=== Begin Enclosure ===

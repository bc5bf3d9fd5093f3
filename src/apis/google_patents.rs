//! Google Patents search, either through SerpApi or, without a key, through the
//! public USPTO application search.

use super::normalize::{
    cap_names, non_blank, or_placeholder, truncate_chars, ABSTRACT_CAP, MAX_ASSIGNEES,
    MAX_INVENTORS, NO_ABSTRACT, UNTITLED,
};
use super::{ensure_success, http_client, PatentRecord, PatentSource, SourceError};
use async_trait::async_trait;
use serde::Deserialize;
use std::time::Duration;

pub const SERPAPI_URL: &str = "https://serpapi.com/search";
pub const USPTO_DIRECT_URL: &str = "https://developer.uspto.gov/ibd-api/v1/patent/application";
const SERPAPI_MAX: usize = 100;
const DIRECT_MAX: usize = 25;

pub enum GooglePatents {
    SerpApi(SerpApiClient),
    Direct(DirectSearchClient),
}

impl GooglePatents {
    pub fn strategy(&self) -> &'static str {
        match self {
            Self::SerpApi(_) => "serpapi",
            Self::Direct(_) => "direct",
        }
    }
}

#[async_trait]
impl PatentSource for GooglePatents {
    fn name(&self) -> &str {
        match self {
            Self::SerpApi(c) => c.name(),
            Self::Direct(c) => c.name(),
        }
    }

    async fn search(&self, query: &str, limit: usize) -> Result<Vec<PatentRecord>, SourceError> {
        match self {
            Self::SerpApi(c) => c.search(query, limit).await,
            Self::Direct(c) => c.search(query, limit).await,
        }
    }
}

// ── SerpApi ─────────────────────────────────────────────────────────────────

pub struct SerpApiClient {
    client: reqwest::Client,
    url: String,
    api_key: String,
}

impl SerpApiClient {
    pub fn new(url: String, api_key: String, timeout: Duration) -> Result<Self, SourceError> {
        Ok(Self {
            client: http_client(timeout)?,
            url,
            api_key,
        })
    }
}

#[derive(Deserialize)]
struct SerpResponse {
    organic_results: Option<Vec<SerpResult>>,
}

#[derive(Deserialize)]
struct SerpResult {
    patent_id: Option<String>,
    title: Option<String>,
    snippet: Option<String>,
    description: Option<String>,
    inventor: Option<OneOrMany>,
    assignee: Option<OneOrMany>,
    publication_date: Option<String>,
    filing_date: Option<String>,
    pdf: Option<String>,
    link: Option<String>,
}

/// SerpApi reports people and organisations either as one string or as a list.
#[derive(Deserialize)]
#[serde(untagged)]
enum OneOrMany {
    One(String),
    Many(Vec<NameEntry>),
    Other(serde_json::Value),
}

#[derive(Deserialize)]
#[serde(untagged)]
enum NameEntry {
    Plain(String),
    Named { name: Option<String> },
    Other(serde_json::Value),
}

impl OneOrMany {
    fn names(self) -> Vec<String> {
        match self {
            Self::One(name) => vec![name],
            Self::Many(entries) => entries
                .into_iter()
                .filter_map(|e| match e {
                    NameEntry::Plain(name) => Some(name),
                    NameEntry::Named { name } => name,
                    NameEntry::Other(_) => None,
                })
                .collect(),
            Self::Other(_) => Vec::new(),
        }
    }
}

fn serp_to_patent(r: SerpResult) -> PatentRecord {
    let id = r.patent_id.unwrap_or_default().trim().to_string();
    let abstract_text = non_blank(r.snippet.as_deref())
        .or_else(|| non_blank(r.description.as_deref()))
        .unwrap_or(NO_ABSTRACT);
    let url = non_blank(r.pdf.as_deref())
        .or_else(|| non_blank(r.link.as_deref()))
        .map(str::to_string)
        .unwrap_or_else(|| format!("https://patents.google.com/patent/{}", id));

    PatentRecord {
        title: or_placeholder(r.title.as_deref(), UNTITLED),
        authors: cap_names(r.inventor.map(OneOrMany::names).unwrap_or_default(), MAX_INVENTORS),
        assignees: cap_names(r.assignee.map(OneOrMany::names).unwrap_or_default(), MAX_ASSIGNEES),
        abstract_text: truncate_chars(abstract_text, ABSTRACT_CAP),
        url,
        published_date: non_blank(r.publication_date.as_deref())
            .or_else(|| non_blank(r.filing_date.as_deref()))
            .unwrap_or_default()
            .to_string(),
        source: "Google Patents".to_string(),
        id,
    }
}

#[async_trait]
impl PatentSource for SerpApiClient {
    fn name(&self) -> &str {
        "Google Patents (SerpApi)"
    }

    async fn search(&self, query: &str, limit: usize) -> Result<Vec<PatentRecord>, SourceError> {
        tracing::debug!("Searching Google Patents via SerpApi for: {}", query);
        let num = limit.min(SERPAPI_MAX).to_string();
        let resp = self
            .client
            .get(&self.url)
            .query(&[
                ("engine", "google_patents"),
                ("q", query),
                ("api_key", self.api_key.as_str()),
                ("num", num.as_str()),
            ])
            .send()
            .await?;
        let data: SerpResponse = ensure_success(resp)?.json().await?;
        let mut patents: Vec<PatentRecord> = data
            .organic_results
            .unwrap_or_default()
            .into_iter()
            .map(serp_to_patent)
            .collect();
        patents.truncate(limit);
        Ok(patents)
    }
}

// ── Direct USPTO search ─────────────────────────────────────────────────────

/// Reduced-functionality search used when no SerpApi key is configured.
pub struct DirectSearchClient {
    client: reqwest::Client,
    url: String,
}

impl DirectSearchClient {
    pub fn new(url: String, timeout: Duration) -> Result<Self, SourceError> {
        Ok(Self {
            client: http_client(timeout)?,
            url,
        })
    }
}

#[derive(Deserialize)]
struct DirectResponse {
    response: Option<DirectBody>,
}

#[derive(Deserialize)]
struct DirectBody {
    docs: Option<Vec<DirectDoc>>,
}

#[derive(Deserialize)]
#[serde(rename_all = "camelCase")]
struct DirectDoc {
    app_number: Option<String>,
    invention_title: Option<String>,
    app_abstract: Option<String>,
    app_inventor_name: Option<String>,
    app_assignee_name: Option<String>,
    app_filing_date: Option<String>,
}

fn direct_to_patent(d: DirectDoc) -> PatentRecord {
    let number = d.app_number.unwrap_or_default().trim().to_string();
    let abstract_text = or_placeholder(d.app_abstract.as_deref(), NO_ABSTRACT);
    PatentRecord {
        url: format!("https://patents.google.com/?q={}", number),
        id: number,
        title: or_placeholder(d.invention_title.as_deref(), UNTITLED),
        authors: cap_names(d.app_inventor_name, MAX_INVENTORS),
        assignees: cap_names(d.app_assignee_name, MAX_ASSIGNEES),
        abstract_text: truncate_chars(&abstract_text, ABSTRACT_CAP),
        published_date: non_blank(d.app_filing_date.as_deref())
            .unwrap_or_default()
            .to_string(),
        source: "Google Patents (Direct)".to_string(),
    }
}

#[async_trait]
impl PatentSource for DirectSearchClient {
    fn name(&self) -> &str {
        "Google Patents (Direct)"
    }

    async fn search(&self, query: &str, limit: usize) -> Result<Vec<PatentRecord>, SourceError> {
        tracing::debug!("Direct patent search for: {} (limited functionality)", query);
        let rows = limit.min(DIRECT_MAX).to_string();
        let resp = self
            .client
            .get(&self.url)
            .query(&[("searchText", query), ("start", "0"), ("rows", rows.as_str())])
            .send()
            .await?;
        let data: DirectResponse = ensure_success(resp)?.json().await?;
        let mut patents: Vec<PatentRecord> = data
            .response
            .and_then(|r| r.docs)
            .unwrap_or_default()
            .into_iter()
            .map(direct_to_patent)
            .collect();
        patents.truncate(limit);
        Ok(patents)
    }
}

#[cfg(test)]
mod tests {
    use super::*;
    use mockito::Matcher;
    use serde_json::json;

    #[tokio::test]
    async fn test_serpapi_handles_scalar_and_list_shapes() {
        let payload = json!({
            "organic_results": [
                {
                    "patent_id": "patent/US1234567B2/en",
                    "title": "Widget",
                    "snippet": "s".repeat(800),
                    "inventor": "Grace Hopper",
                    "assignee": [{"name": "Acme"}, "Globex", {"name": null}, "Initech", "Hooli"],
                    "publication_date": "2020-01-02",
                    "pdf": "https://patentimages.example/US1234567.pdf"
                },
                {
                    "patent_id": "patent/US7654321A/en",
                    "inventor": [{"name": "A"}, "B", "C", "D", "E", "F"],
                    "assignee": 42,
                    "description": "Described.",
                    "filing_date": "2019-05-05",
                    "link": "https://patents.google.com/patent/US7654321A/en"
                },
                {"patent_id": "US1"}
            ]
        });

        let mut server = mockito::Server::new_async().await;
        let mock = server
            .mock("GET", "/search")
            .match_query(Matcher::AllOf(vec![
                Matcher::UrlEncoded("engine".into(), "google_patents".into()),
                Matcher::UrlEncoded("q".into(), "widget".into()),
                Matcher::UrlEncoded("api_key".into(), "k".into()),
                Matcher::UrlEncoded("num".into(), "100".into()),
            ]))
            .with_status(200)
            .with_header("content-type", "application/json")
            .with_body(payload.to_string())
            .expect(1)
            .create_async()
            .await;

        let client = GooglePatents::SerpApi(
            SerpApiClient::new(
                format!("{}/search", server.url()),
                "k".into(),
                Duration::from_secs(5),
            )
            .unwrap(),
        );
        let patents = client.fetch("widget", 150).await;
        mock.assert_async().await;

        assert_eq!(patents.len(), 3);
        let first = &patents[0];
        assert_eq!(first.authors, vec!["Grace Hopper"]);
        assert_eq!(first.assignees, vec!["Acme", "Globex", "Initech"]);
        assert_eq!(first.abstract_text.chars().count(), ABSTRACT_CAP);
        assert_eq!(first.url, "https://patentimages.example/US1234567.pdf");
        assert_eq!(first.published_date, "2020-01-02");

        let second = &patents[1];
        assert_eq!(second.authors, vec!["A", "B", "C", "D", "E"]);
        assert!(second.assignees.is_empty());
        assert_eq!(second.abstract_text, "Described.");
        assert_eq!(second.published_date, "2019-05-05");
        assert_eq!(second.url, "https://patents.google.com/patent/US7654321A/en");

        let third = &patents[2];
        assert_eq!(third.title, UNTITLED);
        assert_eq!(third.abstract_text, NO_ABSTRACT);
        assert_eq!(third.url, "https://patents.google.com/patent/US1");
        assert_eq!(third.source, "Google Patents");
    }

    #[tokio::test]
    async fn test_direct_search_normalizes_docs() {
        let payload = json!({
            "response": {
                "docs": [
                    {
                        "appNumber": "16123456",
                        "inventionTitle": "Drone dock",
                        "appAbstract": "a".repeat(600),
                        "appInventorName": "Jane Roe",
                        "appAssigneeName": "",
                        "appFilingDate": "2018-09-01"
                    },
                    {"appNumber": "16999999"}
                ]
            }
        });

        let mut server = mockito::Server::new_async().await;
        let mock = server
            .mock("GET", "/ibd")
            .match_query(Matcher::AllOf(vec![
                Matcher::UrlEncoded("searchText".into(), "drone".into()),
                Matcher::UrlEncoded("rows".into(), "25".into()),
            ]))
            .with_status(200)
            .with_header("content-type", "application/json")
            .with_body(payload.to_string())
            .expect(1)
            .create_async()
            .await;

        let client = GooglePatents::Direct(
            DirectSearchClient::new(format!("{}/ibd", server.url()), Duration::from_secs(5))
                .unwrap(),
        );
        assert_eq!(client.strategy(), "direct");
        let patents = client.fetch("drone", 40).await;
        mock.assert_async().await;

        assert_eq!(patents.len(), 2);
        assert_eq!(patents[0].authors, vec!["Jane Roe"]);
        assert!(patents[0].assignees.is_empty());
        assert_eq!(patents[0].abstract_text.chars().count(), ABSTRACT_CAP);
        assert_eq!(patents[0].url, "https://patents.google.com/?q=16123456");
        assert_eq!(patents[0].source, "Google Patents (Direct)");
        assert!(patents[1].authors.is_empty());
        assert_eq!(patents[1].abstract_text, NO_ABSTRACT);
    }

    #[tokio::test]
    async fn test_direct_search_non_success_is_empty() {
        let mut server = mockito::Server::new_async().await;
        server
            .mock("GET", "/ibd")
            .match_query(Matcher::Any)
            .with_status(404)
            .create_async()
            .await;
        let client =
            DirectSearchClient::new(format!("{}/ibd", server.url()), Duration::from_secs(5))
                .unwrap();
        assert!(client.fetch("drone", 5).await.is_empty());
    }
}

=== End Enclosure ===

* Exercise: In the listing above, find each line containing "SerpApiClient" and copy it.

* Exercise output:
    SerpApi(SerpApiClient),
pub struct SerpApiClient {
impl SerpApiClient {
impl PatentSource for SerpApiClient {
            SerpApiClient::new(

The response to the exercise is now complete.